STATE of Florida, Appellant, v. Jason LEE, Appellee.
    No. 91-0050.
    District Court of Appeal of Florida, Fourth District.
    July 3, 1991.
    Rehearing and Rehearing En Banc Denied Sept. 5, 1991.
    Robert A. Butterworth, Atty. Gen., Tallahassee, and Patricia G. Lampert, Asst; Atty. Gen., West Palm Beach, for appellant.
    Richard L. Jorandby, Public Defender, and Anthony Calvello, Asst. Public Defender, West Palm Beach, for appellee.
   PER CURIAM.

The state charged appellee, Jason Lee, by information with violating section 893.-13(l)(e), Florida Statutes (1989), for having purchased cocaine within 1,000 feet of the Pine Ridge Center School. The issue in this case is whether the Pine Ridge Center School is a “public or private elementary, middle or secondary school” as those terms are used within the statute. The state appeals the trial court’s dismissal of the information. We affirm.

Pine Ridge Center School is an exceptional school, for severely mentally handicapped and retarded students. Students range in age from five to twenty-two years, and are placed in grades based upon their chronological age. However, the students have a minimal I.Q., and function below the level of a two year old. The curriculum consists of daily living skills attempting to make the students as self-sufficient as possible, but most of the students are not ambulatory, and some are in wheelchairs and cribs. Reading, writing, and math are «not taught at the school. The faculty is comprised of teachers certified in mental retardation, with the aid of assistants.
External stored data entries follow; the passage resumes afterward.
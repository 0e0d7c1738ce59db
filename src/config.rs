//! Planet generation parameters.
//!
//! Parameters come from a TOML file, command-line flags or code, and are
//! validated here before any geometry is built.

use std::path::{Path, PathBuf};

use glam::Vec3;
use rand::{Rng, SeedableRng};
use rand_chacha::ChaCha8Rng;
use serde::{Deserialize, Serialize};
use thiserror::Error;

use crate::geometry::MAX_SUBDIVISIONS;
use crate::noise::NoiseKind;

/// Smallest accepted sphere radius (exclusive).
pub const MIN_RADIUS: f32 = 0.01;

/// Accepted range of terrain influence.
pub const INFLUENCE_RANGE: (f32, f32) = (-1.0, 1.0);

/// Half-width of the cube seeded noise offsets are drawn from.
///
/// Kept small so f32 spacing at the offset stays well below the finest noise
/// feature after scaling by the detail frequency.
const OFFSET_SPAN: f32 = 100.0;

/// Errors raised while loading or validating a [`PlanetConfig`].
#[derive(Error, Debug)]
pub enum ConfigError {
    #[error("Subdivision level {0} is outside the supported range 0..={1}")]
    SubdivisionOutOfRange(u32, u32),
    #[error("Radius must be greater than 0.01, got {0}")]
    RadiusTooSmall(f32),
    #[error("Terrain influence must be between -1.0 and 1.0, got {0}")]
    InfluenceOutOfRange(f32),
    #[error("Noise offset must be finite, got {0:?}")]
    NonFiniteOffset([f32; 3]),
    #[error("Failed to read config file {path}: {source}")]
    Io {
        path: PathBuf,
        #[source]
        source: std::io::Error,
    },
    #[error("Invalid config: {0}")]
    Parse(#[from] toml::de::Error),
}

/// Everything needed to generate one planet.
#[derive(Debug, Clone, PartialEq, Serialize, Deserialize)]
#[serde(default)]
pub struct PlanetConfig {
    /// Octasphere subdivision passes (0 = raw octahedron).
    pub subdivisions: u32,
    /// Radius of the sphere before displacement.
    pub radius: f32,
    /// Translation of sampling points in noise space.
    pub noise_offset: Vec3,
    /// Strength of the noise displacement, in [-1, 1].
    pub terrain_influence: f32,
    /// Noise implementation.
    pub noise: NoiseKind,
    /// Seed passed to the noise implementation.
    pub seed: u32,
}

impl Default for PlanetConfig {
    fn default() -> Self {
        Self {
            subdivisions: 3,
            radius: 1.0,
            noise_offset: Vec3::ZERO,
            terrain_influence: 0.025,
            noise: NoiseKind::Simplex,
            seed: 0,
        }
    }
}

impl PlanetConfig {
    /// Creates the default configuration with the given subdivision level and radius.
    pub fn new(subdivisions: u32, radius: f32) -> Self {
        Self {
            subdivisions,
            radius,
            ..Default::default()
        }
    }

    /// Parses a configuration from TOML; missing keys keep their defaults.
    pub fn from_toml_str(source: &str) -> Result<Self, ConfigError> {
        Ok(toml::from_str(source)?)
    }

    /// Loads a configuration file.
    pub fn load(path: &Path) -> Result<Self, ConfigError> {
        let source = std::fs::read_to_string(path).map_err(|source| ConfigError::Io {
            path: path.to_path_buf(),
            source,
        })?;
        Self::from_toml_str(&source)
    }

    /// Checks every parameter against its supported range.
    pub fn validate(&self) -> Result<(), ConfigError> {
        if self.subdivisions > MAX_SUBDIVISIONS {
            return Err(ConfigError::SubdivisionOutOfRange(self.subdivisions, MAX_SUBDIVISIONS));
        }
        if !(self.radius > MIN_RADIUS && self.radius.is_finite()) {
            return Err(ConfigError::RadiusTooSmall(self.radius));
        }
        let (min, max) = INFLUENCE_RANGE;
        if !(min..=max).contains(&self.terrain_influence) {
            return Err(ConfigError::InfluenceOutOfRange(self.terrain_influence));
        }
        if !self.noise_offset.is_finite() {
            return Err(ConfigError::NonFiniteOffset(self.noise_offset.to_array()));
        }
        Ok(())
    }

    /// Replaces the noise offset with one derived from `seed`.
    ///
    /// Each seed picks a different region of noise space, and therefore a
    /// different planet, while the same seed always picks the same one.
    pub fn randomize_offset(&mut self, seed: u64) -> &mut Self {
        let mut rng = ChaCha8Rng::seed_from_u64(seed);
        let mut component = || (rng.random::<f32>() * 2.0 - 1.0) * OFFSET_SPAN;
        self.noise_offset = Vec3::new(component(), component(), component());
        self
    }

    /// Returns true if `other` needs a different base sphere than `self`.
    pub fn geometry_differs(&self, other: &PlanetConfig) -> bool {
        self.subdivisions != other.subdivisions || self.radius.to_bits() != other.radius.to_bits()
    }
}
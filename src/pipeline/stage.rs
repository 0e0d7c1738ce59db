//! Generation stage trait and pipeline orchestration.

use thiserror::Error;
use tracing::{debug, info};

use crate::config::{ConfigError, PlanetConfig};
use crate::geometry::{GeometryError, SphereCache};
use crate::terrain::{form_terrain, Planet, TerrainError};

/// Unique identifier for generation stages.
#[derive(Debug, Clone, Copy, PartialEq, Eq, Hash)]
pub enum StageId {
    /// Subdivided octahedral sphere at the base radius.
    Sphere,
    /// Radial noise displacement of the sphere's vertices.
    Terrain,
}

impl StageId {
    /// Returns the name of the stage.
    pub fn name(&self) -> &'static str {
        match self {
            StageId::Sphere => "sphere",
            StageId::Terrain => "terrain",
        }
    }
}

/// Errors that can occur during pipeline execution.
#[derive(Error, Debug)]
pub enum PipelineError {
    #[error("Invalid parameters: {0}")]
    Config(#[from] ConfigError),
    #[error("Geometry error: {0}")]
    Geometry(#[from] GeometryError),
    #[error("Terrain error: {0}")]
    Terrain(#[from] TerrainError),
    #[error("Missing dependency: stage '{0}' requires '{1}'")]
    MissingDependency(String, String),
}

/// Trait for implementing generation stages.
///
/// Each stage transforms the planet in place, building upon previous
/// stages. Stages get the caller's [`SphereCache`] so geometry can be reused
/// between runs.
pub trait GenerationStage: Send + Sync {
    /// Returns the unique identifier for this stage.
    fn id(&self) -> StageId;

    /// Returns a human-readable name for the stage.
    fn name(&self) -> &str;

    /// Returns the stage IDs that must be executed before this stage.
    fn dependencies(&self) -> &[StageId] {
        &[]
    }

    /// Executes the generation stage, modifying the planet in place.
    fn execute(&self, planet: &mut Planet, cache: &mut SphereCache) -> Result<(), PipelineError>;
}

/// Orchestrates multiple generation stages into a complete pipeline.
#[derive(Default)]
pub struct Pipeline {
    stages: Vec<Box<dyn GenerationStage>>,
}

impl Pipeline {
    /// Creates a new empty pipeline.
    pub fn new() -> Self {
        Self::default()
    }

    /// Creates the sphere + terrain pipeline.
    pub fn standard() -> Self {
        let mut pipeline = Self::new();
        pipeline.add_stage(SphereStage).add_stage(TerrainStage);
        pipeline
    }

    /// Adds a stage to the pipeline.
    pub fn add_stage<S: GenerationStage + 'static>(&mut self, stage: S) -> &mut Self {
        self.stages.push(Box::new(stage));
        self
    }

    /// Returns the number of stages in the pipeline.
    pub fn stage_count(&self) -> usize {
        self.stages.len()
    }

    /// Executes all stages in order on the given planet.
    pub fn run(&self, planet: &mut Planet, cache: &mut SphereCache) -> Result<(), PipelineError> {
        self.run_with_callbacks(planet, cache, |_, _, _| {}, |_, _, _| {})
    }

    /// Executes all stages with progress callbacks.
    ///
    /// # Arguments
    /// * `planet` - The planet to generate
    /// * `cache` - Sphere cache reused across runs
    /// * `on_stage_start` - Called when each stage begins
    /// * `on_stage_complete` - Called when each stage finishes
    pub fn run_with_callbacks<F1, F2>(
        &self,
        planet: &mut Planet,
        cache: &mut SphereCache,
        mut on_stage_start: F1,
        mut on_stage_complete: F2,
    ) -> Result<(), PipelineError>
    where
        F1: FnMut(&str, usize, usize),
        F2: FnMut(&str, usize, usize),
    {
        let total = self.stages.len();
        let mut completed: Vec<StageId> = Vec::new();

        for (i, stage) in self.stages.iter().enumerate() {
            on_stage_start(stage.name(), i, total);

            // Check dependencies
            for dep in stage.dependencies() {
                if !completed.contains(dep) {
                    return Err(PipelineError::MissingDependency(
                        stage.name().to_string(),
                        dep.name().to_string(),
                    ));
                }
            }

            debug!(stage = stage.id().name(), "executing stage");
            stage.execute(planet, cache)?;
            completed.push(stage.id());

            on_stage_complete(stage.name(), i, total);
        }

        Ok(())
    }
}

/// Builds (or reuses) the undisplaced sphere.
pub struct SphereStage;

impl GenerationStage for SphereStage {
    fn id(&self) -> StageId {
        StageId::Sphere
    }

    fn name(&self) -> &str {
        "Sphere Subdivision"
    }

    fn execute(&self, planet: &mut Planet, cache: &mut SphereCache) -> Result<(), PipelineError> {
        let sphere = cache.get_or_build(planet.config.subdivisions, planet.config.radius)?;
        planet.mesh = sphere.clone();
        Ok(())
    }
}

/// Displaces the sphere with layered noise.
pub struct TerrainStage;

impl GenerationStage for TerrainStage {
    fn id(&self) -> StageId {
        StageId::Terrain
    }

    fn name(&self) -> &str {
        "Terrain Forming"
    }

    fn dependencies(&self) -> &[StageId] {
        &[StageId::Sphere]
    }

    fn execute(&self, planet: &mut Planet, _cache: &mut SphereCache) -> Result<(), PipelineError> {
        let config = &planet.config;
        let sampler = config.noise.sampler(config.seed);

        form_terrain(
            &mut planet.mesh.vertices,
            config.radius,
            config.noise_offset,
            config.terrain_influence,
            sampler.as_ref(),
        )?;
        Ok(())
    }
}

/// Generates planets, keeping the base sphere between calls.
///
/// Repeated calls that only change terrain parameters (offset, influence,
/// noise kind, seed) reuse the cached sphere instead of subdividing again.
pub struct PlanetGenerator {
    pipeline: Pipeline,
    cache: SphereCache,
}

impl Default for PlanetGenerator {
    fn default() -> Self {
        Self::new()
    }
}

impl PlanetGenerator {
    /// Creates a generator running the standard pipeline.
    pub fn new() -> Self {
        Self::with_pipeline(Pipeline::standard())
    }

    /// Creates a generator running a custom pipeline.
    pub fn with_pipeline(pipeline: Pipeline) -> Self {
        Self {
            pipeline,
            cache: SphereCache::new(),
        }
    }

    /// Validates `config` and generates a planet from it.
    pub fn generate(&mut self, config: PlanetConfig) -> Result<Planet, PipelineError> {
        self.generate_with_callbacks(config, |_, _, _| {}, |_, _, _| {})
    }

    /// Like [`PlanetGenerator::generate`], reporting stage progress.
    pub fn generate_with_callbacks<F1, F2>(
        &mut self,
        config: PlanetConfig,
        on_stage_start: F1,
        on_stage_complete: F2,
    ) -> Result<Planet, PipelineError>
    where
        F1: FnMut(&str, usize, usize),
        F2: FnMut(&str, usize, usize),
    {
        config.validate()?;

        let reuse = self.cache.contains(config.subdivisions, config.radius);
        info!(
            subdivisions = config.subdivisions,
            radius = config.radius,
            noise = %config.noise,
            cached_sphere = reuse,
            "generating planet"
        );

        let mut planet = Planet::new(config);
        self.pipeline
            .run_with_callbacks(&mut planet, &mut self.cache, on_stage_start, on_stage_complete)?;
        Ok(planet)
    }

    /// The sphere cache owned by this generator.
    pub fn cache(&self) -> &SphereCache {
        &self.cache
    }

    /// Forces the next call to rebuild the sphere.
    pub fn invalidate(&mut self) {
        self.cache.invalidate();
    }
}
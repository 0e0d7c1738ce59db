//! Procedural planet mesh generator.
//!
//! Builds an octahedral geodesic sphere by repeated triangle subdivision,
//! then displaces every vertex radially with layered 3D noise to give the
//! sphere planet-like relief.
//!
//! ```
//! use planetgen::{PlanetConfig, PlanetGenerator};
//!
//! let mut generator = PlanetGenerator::new();
//! let planet = generator.generate(PlanetConfig::new(2, 1.0)).unwrap();
//! assert_eq!(planet.mesh.face_count(), 128);
//! ```

pub mod config;
pub mod geometry;
pub mod noise;
pub mod terrain;
pub mod export;
pub mod pipeline;

pub use config::{ConfigError, PlanetConfig};
pub use geometry::{build_sphere, GeometryError, Mesh, SphereCache};
pub use crate::noise::{NoiseKind, NoiseSampler};
pub use terrain::{form_terrain, Planet, TerrainError};
pub use pipeline::{GenerationStage, Pipeline, PipelineError, PlanetGenerator, SphereStage, TerrainStage};
pub use export::{export_mesh, MeshExportError, MeshFormat};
In State v. Roland, 577 So.2d 680 (Fla. 4th DCA 1991), this court determined that the common meaning of the word “elementary school” is the first through the sixth grades. In Roland, this court concluded that the Morris Learning Center, a kindergarten/preschool, did not fall within the purview of the statute.

In this case, “students” in the Pine Ridge School are always supervised. Their conduct and progress will never rise to the level of the students at the Morris Learning Center, much less that of elementary school students.

As this court stated in Roland, penal statutes must be construed strictly in favor of the accused. The legislature must be presumed to know the meaning of its words and to have expressed its intent by the use of the words found in the statute. While the profoundly handicapped deserve protection from drug abuse, the evidence in this case shows that the intention of the statute, which is designed to protect elementary, middle, and secondary students from exposure to drugs, does not include the children at Pine Ridge Center School. These children are never unsupervised while they are at the school. They do not appear to be mentally or physically capable of appreciating or using drugs. While the legislature is free to amend the statute to protect these children, it does not appear that they have intended to do so, nor does the language that they have selected accomplish that result.

AFFIRMED.

GLICKSTEIN, FARMER, JJ., and STREITFELD, JEFFREY E., Associate Judge, concur.